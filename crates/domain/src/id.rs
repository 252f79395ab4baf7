//! Typed identifier newtypes backed by UUIDs.
//!
//! Each entity gets its own id type, so a `SensorId` can never be passed
//! where a rule expects a `DeviceId`. On the wire and in storage they are
//! bare UUID strings.

use std::fmt;
use std::str::FromStr;

use serde::{Deserialize, Serialize};

/// Text that is not a valid id of the expected kind.
#[derive(Debug, Clone, PartialEq, Eq, thiserror::Error)]
#[error("invalid {kind} id {value:?}")]
pub struct ParseIdError {
    pub kind: &'static str,
    pub value: String,
}

macro_rules! define_id {
    ($(#[doc = $doc:expr])* $name:ident, $kind:literal) => {
        $(#[doc = $doc])*
        #[derive(Debug, Clone, Copy, PartialEq, Eq, Hash, Serialize, Deserialize)]
        pub struct $name(uuid::Uuid);

        impl Default for $name {
            fn default() -> Self {
                Self(uuid::Uuid::new_v4())
            }
        }

        impl $name {
            /// Entity name used in error messages.
            pub const KIND: &'static str = $kind;

            /// Generate a new random identifier.
            #[must_use]
            pub fn new() -> Self {
                Self::default()
            }

            /// Wrap an existing UUID.
            #[must_use]
            pub fn from_uuid(uuid: uuid::Uuid) -> Self {
                Self(uuid)
            }

            /// Access the inner UUID.
            #[must_use]
            pub fn as_uuid(self) -> uuid::Uuid {
                self.0
            }
        }

        impl fmt::Display for $name {
            fn fmt(&self, f: &mut fmt::Formatter<'_>) -> fmt::Result {
                self.0.fmt(f)
            }
        }

        impl FromStr for $name {
            type Err = ParseIdError;

            fn from_str(s: &str) -> Result<Self, Self::Err> {
                uuid::Uuid::parse_str(s.trim())
                    .map(Self)
                    .map_err(|_| ParseIdError {
                        kind: $kind,
                        value: s.to_string(),
                    })
            }
        }
    };
}

define_id!(
    /// Unique identifier for a [`Sensor`](crate::sensor::Sensor).
    SensorId,
    "sensor"
);

define_id!(
    /// Unique identifier for a [`Device`](crate::device::Device).
    DeviceId,
    "device"
);

define_id!(
    /// Unique identifier for a [`Rule`](crate::rule::Rule).
    RuleId,
    "rule"
);

define_id!(
    /// Unique identifier for a stored [`Reading`](crate::reading::Reading).
    ReadingId,
    "reading"
);

define_id!(
    /// Unique identifier for an [`ExecutionRecord`](crate::execution::ExecutionRecord).
    ExecutionId,
    "execution"
);

define_id!(
    /// Unique identifier for a [`NotificationRequest`](crate::notification::NotificationRequest).
    NotificationId,
    "notification"
);
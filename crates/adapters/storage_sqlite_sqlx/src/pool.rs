//! `SQLite` connection pool setup and migration runner.

use std::str::FromStr;

use sqlx::SqlitePool;
use sqlx::sqlite::{SqliteConnectOptions, SqlitePoolOptions};

use crate::error::StorageError;

/// Configuration for the `SQLite` storage adapter.
#[derive(Debug, Clone)]
pub struct Config {
    /// `SQLite` connection URL (e.g. `sqlite:greenhub.db` or `sqlite::memory:`).
    pub database_url: String,
    pub max_connections: u32,
}

impl Config {
    #[must_use]
    pub fn new(database_url: impl Into<String>) -> Self {
        Self {
            database_url: database_url.into(),
            max_connections: 5,
        }
    }

    /// Build a [`Database`] from this configuration.
    ///
    /// Creates the connection pool, creates the database file if missing,
    /// and runs all pending migrations.
    ///
    /// # Errors
    ///
    /// Returns [`StorageError`] if the connection or migrations fail.
    pub async fn build(self) -> Result<Database, StorageError> {
        Database::initialize(&self.database_url, self.max_connections).await
    }
}

/// Holds the `SQLite` connection pool and provides access to it.
pub struct Database {
    pool: SqlitePool,
}

impl Database {
    async fn initialize(database_url: &str, max_connections: u32) -> Result<Self, StorageError> {
        let options = SqliteConnectOptions::from_str(database_url)?
            .create_if_missing(true)
            .foreign_keys(true);

        let pool = SqlitePoolOptions::new()
            .max_connections(max_connections.max(1))
            .connect_with(options)
            .await?;

        sqlx::migrate!("./migrations").run(&pool).await?;
        tracing::debug!(database_url, "Database ready");

        Ok(Self { pool })
    }

    /// Borrow the underlying connection pool.
    #[must_use]
    pub fn pool(&self) -> &SqlitePool {
        &self.pool
    }

    /// Close every connection of the pool.
    pub async fn close(&self) {
        self.pool.close().await;
    }
}
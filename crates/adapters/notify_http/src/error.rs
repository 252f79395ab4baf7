//! Notification adapter error types.

use greenhub_domain::error::GreenHubError;

/// Errors raised while setting up the HTTP transports.
///
/// Delivery failures are reported per attempt as
/// [`TransportError`](greenhub_app::ports::TransportError) instead.
#[derive(Debug, thiserror::Error)]
pub enum NotifyError {
    /// The HTTP client could not be built.
    #[error("failed to build HTTP client")]
    Client(#[from] reqwest::Error),

    /// A configured endpoint is not a valid URL.
    #[error("invalid {transport} endpoint {url:?}")]
    InvalidEndpoint {
        transport: &'static str,
        url: String,
    },
}

impl From<NotifyError> for GreenHubError {
    fn from(err: NotifyError) -> Self {
        Self::Transport(Box::new(err))
    }
}
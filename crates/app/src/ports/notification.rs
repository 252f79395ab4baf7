//! Notification transport port — outbound delivery of rendered notifications.

use std::future::Future;

use greenhub_domain::notification::{NotificationRequest, TransportKind};

/// Why a single delivery attempt failed.
#[derive(Debug, Clone, thiserror::Error, PartialEq, Eq)]
pub enum TransportError {
    /// The attempt did not complete within its deadline.
    #[error("delivery timed out")]
    Timeout,

    /// No endpoint is configured for this transport.
    #[error("transport {0} is not configured")]
    NotConfigured(TransportKind),

    /// The receiver refused the request; resending it will not help.
    #[error("rejected with status {status}: {reason}")]
    Rejected { status: u16, reason: String },

    /// A transient failure (connection error, 5xx, …).
    #[error("temporarily unavailable: {0}")]
    Unavailable(String),
}

impl TransportError {
    #[must_use]
    pub fn is_retryable(&self) -> bool {
        matches!(self, Self::Timeout | Self::Unavailable(_))
    }
}

/// A set of delivery transports addressed by [`TransportKind`].
pub trait NotificationTransport {
    /// Transports that have an endpoint configured.
    fn available(&self) -> Vec<TransportKind>;

    /// Make one delivery attempt over `kind`.
    fn deliver(
        &self,
        kind: TransportKind,
        request: &NotificationRequest,
    ) -> impl Future<Output = Result<(), TransportError>> + Send;
}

## [WHAT YOU SHOULD DO]
Please find all lines of the entries that hold the string "reason" and copy them.

## [WRITTEN REPLY]
    #[error("rejected with status {status}: {reason}")]
    Rejected { status: u16, reason: String },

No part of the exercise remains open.